I kept expecting it to fade to the Relativity at the end and show them resetting the timeline.
Perhaps the technology that allowed ships like the Relativity to go back in the
same timeline (without branching off into a different one) would have been invented by the Vulcans that were not born because of the planet's implosion. Or maybe the timeships can only detect and respond to changes in
their timeline, not alternates. (Or maybe since their timeline wasn't changed they didn't bother fixing other timelines.) Or maybe the altered history never led to the Enterprise-B rescuing Guinan from the Nexus. (I suspect that Guinan's ability to detect changes in the timeline came from her experience in the Nexus rather than being inherent to the El Aurian species.) There are all kinds of possible in-canon explanations.
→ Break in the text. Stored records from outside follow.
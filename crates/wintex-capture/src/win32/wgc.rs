//! Windows.Graphics.Capture backend.
//!
//! One capture session per window, cached across captures. Frames arrive
//! on a free-threaded pool callback, get copied through a staging texture
//! into a CPU buffer, and land in a latest-frame cell that the worker
//! thread drains. The worker never waits on the compositor, and the
//! target window's UI thread is never entered.

use std::collections::HashMap;
use std::sync::atomic::{AtomicBool, Ordering};
use std::sync::Arc;

use parking_lot::Mutex;
use tracing::{debug, trace, warn};
use windows::core::{IInspectable, Interface};
use windows::Foundation::TypedEventHandler;
use windows::Graphics::Capture::{
    Direct3D11CaptureFramePool, GraphicsCaptureItem, GraphicsCaptureSession,
};
use windows::Graphics::DirectX::Direct3D11::IDirect3DDevice;
use windows::Graphics::DirectX::DirectXPixelFormat;
use windows::Graphics::SizeInt32;
use windows::Win32::Foundation::HWND;
use windows::Win32::Graphics::Direct3D11::{
    ID3D11Device, ID3D11DeviceContext, ID3D11Texture2D, D3D11_CPU_ACCESS_READ, D3D11_MAP_READ,
    D3D11_TEXTURE2D_DESC, D3D11_USAGE_STAGING,
};
use windows::Win32::Graphics::Dxgi::Common::{DXGI_FORMAT_B8G8R8A8_UNORM, DXGI_SAMPLE_DESC};
use windows::Win32::System::WinRT::Direct3D11::{
    CreateDirect3D11DeviceFromDXGIDevice, IDirect3DDxgiInterfaceAccess,
};
use windows::Win32::System::WinRT::Graphics::Capture::IGraphicsCaptureItemInterop;
use windows::Win32::UI::WindowsAndMessaging::IsWindow;

use super::d3d11::D3D11Device;
use crate::buffer::{CaptureBuffer, BYTES_PER_PIXEL};
use crate::desktop::WindowHandle;
use crate::error::CaptureError;
use crate::CaptureResult;

/// Number of frames in each capture frame pool.
const POOL_FRAME_COUNT: i32 = 2;

/// Compositor-based capture with per-window session caching.
pub struct WgcBackend {
    d3d: D3D11Device,
    direct3d: IDirect3DDevice,
    sessions: Mutex<HashMap<isize, Arc<WgcSession>>>,
}

impl WgcBackend {
    /// Whether the OS exposes Windows.Graphics.Capture at all.
    pub fn is_supported() -> bool {
        GraphicsCaptureSession::IsSupported().unwrap_or(false)
    }

    pub fn new(d3d: D3D11Device) -> CaptureResult<Self> {
        let dxgi_device = d3d.dxgi_device()?;
        let inspectable = unsafe { CreateDirect3D11DeviceFromDXGIDevice(&dxgi_device)? };
        let direct3d: IDirect3DDevice = inspectable.cast()?;

        Ok(Self {
            d3d,
            direct3d,
            sessions: Mutex::new(HashMap::new()),
        })
    }

    /// Grab the latest compositor frame for a window.
    ///
    /// Returns `FrameNotReady` while a freshly started session warms up;
    /// the next scheduled capture will find a frame waiting.
    pub fn capture(
        &self,
        handle: WindowHandle,
        draw_cursor: bool,
        reuse: Option<CaptureBuffer>,
    ) -> CaptureResult<CaptureBuffer> {
        let session = self.session_for(handle)?;

        if session.shared.closed.load(Ordering::SeqCst) {
            self.sessions.lock().remove(&handle.0);
            return Err(CaptureError::WindowGone);
        }

        session.set_cursor_enabled(draw_cursor);

        if let Some(buffer) = reuse {
            *session.shared.recycle.lock() = Some(buffer);
        }

        session
            .shared
            .latest
            .lock()
            .take()
            .ok_or(CaptureError::FrameNotReady)
    }

    /// Drop sessions whose window no longer exists.
    ///
    /// Called from the scan thread so dead sessions do not linger between
    /// captures.
    pub fn prune(&self, live: impl Fn(isize) -> bool) {
        self.sessions.lock().retain(|&handle, session| {
            let keep = live(handle) && !session.shared.closed.load(Ordering::SeqCst);
            if !keep {
                debug!(handle, "dropping capture session for dead window");
            }
            keep
        });
    }

    fn session_for(&self, handle: WindowHandle) -> CaptureResult<Arc<WgcSession>> {
        if let Some(session) = self.sessions.lock().get(&handle.0) {
            return Ok(Arc::clone(session));
        }

        let session = Arc::new(WgcSession::start(&self.d3d, &self.direct3d, handle)?);
        self.sessions
            .lock()
            .insert(handle.0, Arc::clone(&session));
        Ok(session)
    }
}

struct SessionShared {
    d3d_device: ID3D11Device,
    context: ID3D11DeviceContext,
    direct3d: IDirect3DDevice,
    latest: Mutex<Option<CaptureBuffer>>,
    recycle: Mutex<Option<CaptureBuffer>>,
    staging: Mutex<Option<(ID3D11Texture2D, u32, u32)>>,
    pool_size: Mutex<SizeInt32>,
    closed: AtomicBool,
}

struct WgcSession {
    session: GraphicsCaptureSession,
    frame_pool: Direct3D11CaptureFramePool,
    shared: Arc<SessionShared>,
    cursor_enabled: AtomicBool,
}

impl WgcSession {
    fn start(
        d3d: &D3D11Device,
        direct3d: &IDirect3DDevice,
        handle: WindowHandle,
    ) -> CaptureResult<Self> {
        let hwnd = HWND(handle.0 as *mut _);
        if !unsafe { IsWindow(hwnd) }.as_bool() {
            return Err(CaptureError::WindowGone);
        }

        let interop: IGraphicsCaptureItemInterop =
            windows::core::factory::<GraphicsCaptureItem, IGraphicsCaptureItemInterop>()?;
        let item: GraphicsCaptureItem = unsafe { interop.CreateForWindow(hwnd)? };

        let size = item.Size()?;
        debug!(handle = handle.0, width = size.Width, height = size.Height, "starting capture session");

        let frame_pool = Direct3D11CaptureFramePool::CreateFreeThreaded(
            direct3d,
            DirectXPixelFormat::B8G8R8A8UIntNormalized,
            POOL_FRAME_COUNT,
            size,
        )?;

        let shared = Arc::new(SessionShared {
            d3d_device: d3d.device().clone(),
            context: d3d.context().clone(),
            direct3d: direct3d.clone(),
            latest: Mutex::new(None),
            recycle: Mutex::new(None),
            staging: Mutex::new(None),
            pool_size: Mutex::new(size),
            closed: AtomicBool::new(false),
        });

        let frame_shared = Arc::clone(&shared);
        frame_pool.FrameArrived(&TypedEventHandler::new(
            move |pool: &Option<Direct3D11CaptureFramePool>, _| {
                if let Some(pool) = pool {
                    if let Err(e) = frame_shared.on_frame_arrived(pool) {
                        warn!("frame processing error: {e}");
                    }
                }
                Ok(())
            },
        ))?;

        let closed_shared = Arc::clone(&shared);
        item.Closed(&TypedEventHandler::new(
            move |_: &Option<GraphicsCaptureItem>, _: &Option<IInspectable>| {
                closed_shared.closed.store(true, Ordering::SeqCst);
                Ok(())
            },
        ))?;

        let session = frame_pool.CreateCaptureSession(&item)?;
        session.StartCapture()?;

        Ok(Self {
            session,
            frame_pool,
            shared,
            cursor_enabled: AtomicBool::new(true),
        })
    }

    /// Toggle cursor inclusion; the setter only exists on newer builds, so
    /// failures are ignored and the compositor default applies.
    fn set_cursor_enabled(&self, enabled: bool) {
        if self.cursor_enabled.swap(enabled, Ordering::SeqCst) == enabled {
            return;
        }
        if let Ok(session2) = self
            .session
            .cast::<windows::Graphics::Capture::IGraphicsCaptureSession2>()
        {
            let _ = session2.SetIsCursorCaptureEnabled(enabled);
        }
    }
}

impl Drop for WgcSession {
    fn drop(&mut self) {
        let _ = self.session.Close();
        let _ = self.frame_pool.Close();
    }
}

impl SessionShared {
    fn on_frame_arrived(&self, pool: &Direct3D11CaptureFramePool) -> CaptureResult<()> {
        if self.closed.load(Ordering::SeqCst) {
            return Ok(());
        }

        let frame = pool.TryGetNextFrame()?;
        let content = frame.ContentSize()?;

        // Window resized: recreate the pool at the new size and wait for
        // the next frame. The stale frame would carry the old dimensions.
        {
            let mut pool_size = self.pool_size.lock();
            if (content.Width != pool_size.Width || content.Height != pool_size.Height)
                && content.Width > 0
                && content.Height > 0
            {
                trace!(
                    width = content.Width,
                    height = content.Height,
                    "recreating frame pool for new content size"
                );
                pool.Recreate(
                    &self.direct3d,
                    DirectXPixelFormat::B8G8R8A8UIntNormalized,
                    POOL_FRAME_COUNT,
                    content,
                )?;
                *pool_size = content;
                return Ok(());
            }
        }

        let width = content.Width as u32;
        let height = content.Height as u32;
        if width == 0 || height == 0 {
            return Ok(());
        }

        let surface = frame.Surface()?;
        let access: IDirect3DDxgiInterfaceAccess = surface.cast()?;
        let texture: ID3D11Texture2D = unsafe { access.GetInterface()? };

        let staging = self.staging_for(width, height)?;
        unsafe {
            self.context.CopyResource(&staging, &texture);
        }

        let mut buffer = self.recycle.lock().take().unwrap_or_default();
        buffer.reset(width, height);

        unsafe {
            let mut mapped = std::mem::zeroed();
            self.context
                .Map(&staging, 0, D3D11_MAP_READ, 0, Some(&mut mapped))?;

            let src = std::slice::from_raw_parts(
                mapped.pData as *const u8,
                mapped.RowPitch as usize * height as usize,
            );
            let tight = width as usize * BYTES_PER_PIXEL;
            let dst = buffer.bytes_mut();
            for row in 0..height as usize {
                let start = row * mapped.RowPitch as usize;
                dst[row * tight..(row + 1) * tight].copy_from_slice(&src[start..start + tight]);
            }

            self.context.Unmap(&staging, 0);
        }

        // Publish as the latest frame; an unconsumed predecessor goes back
        // into the recycle slot rather than queueing up.
        let displaced = self.latest.lock().replace(buffer);
        if let Some(displaced) = displaced {
            let mut recycle = self.recycle.lock();
            if recycle.is_none() {
                *recycle = Some(displaced);
            }
        }

        Ok(())
    }

    fn staging_for(&self, width: u32, height: u32) -> CaptureResult<ID3D11Texture2D> {
        let mut staging = self.staging.lock();
        if let Some((texture, w, h)) = staging.as_ref() {
            if *w == width && *h == height {
                return Ok(texture.clone());
            }
        }

        let desc = D3D11_TEXTURE2D_DESC {
            Width: width,
            Height: height,
            MipLevels: 1,
            ArraySize: 1,
            Format: DXGI_FORMAT_B8G8R8A8_UNORM,
            SampleDesc: DXGI_SAMPLE_DESC {
                Count: 1,
                Quality: 0,
            },
            Usage: D3D11_USAGE_STAGING,
            BindFlags: 0,
            CPUAccessFlags: D3D11_CPU_ACCESS_READ.0 as u32,
            MiscFlags: 0,
        };

        let mut texture = None;
        unsafe {
            self.d3d_device
                .CreateTexture2D(&desc, None, Some(&mut texture))?;
        }
        let texture =
            texture.ok_or_else(|| CaptureError::api("failed to create staging texture"))?;

        *staging = Some((texture.clone(), width, height));
        Ok(texture)
    }
}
Of course there isn't an in-canon explanation as to why the Enterprise successfully used light-speed breakaway to get to 1960s Earth in Assignment: Earth and yet the technology was still theoretical in The Voyage Home. However, since the technology worked twice, it would seem an actual timeship is unnecessary anyway.
To be fair, both Spocks did acknologe they were in an altered timeline. However, the dialog was rather fast for non-Trekkies to understand. Even I barely caught it when it was mentioned. Maybe the actors should have slowed this down a bit or diagramed it the way Doc Brown did in the Back to the Future series.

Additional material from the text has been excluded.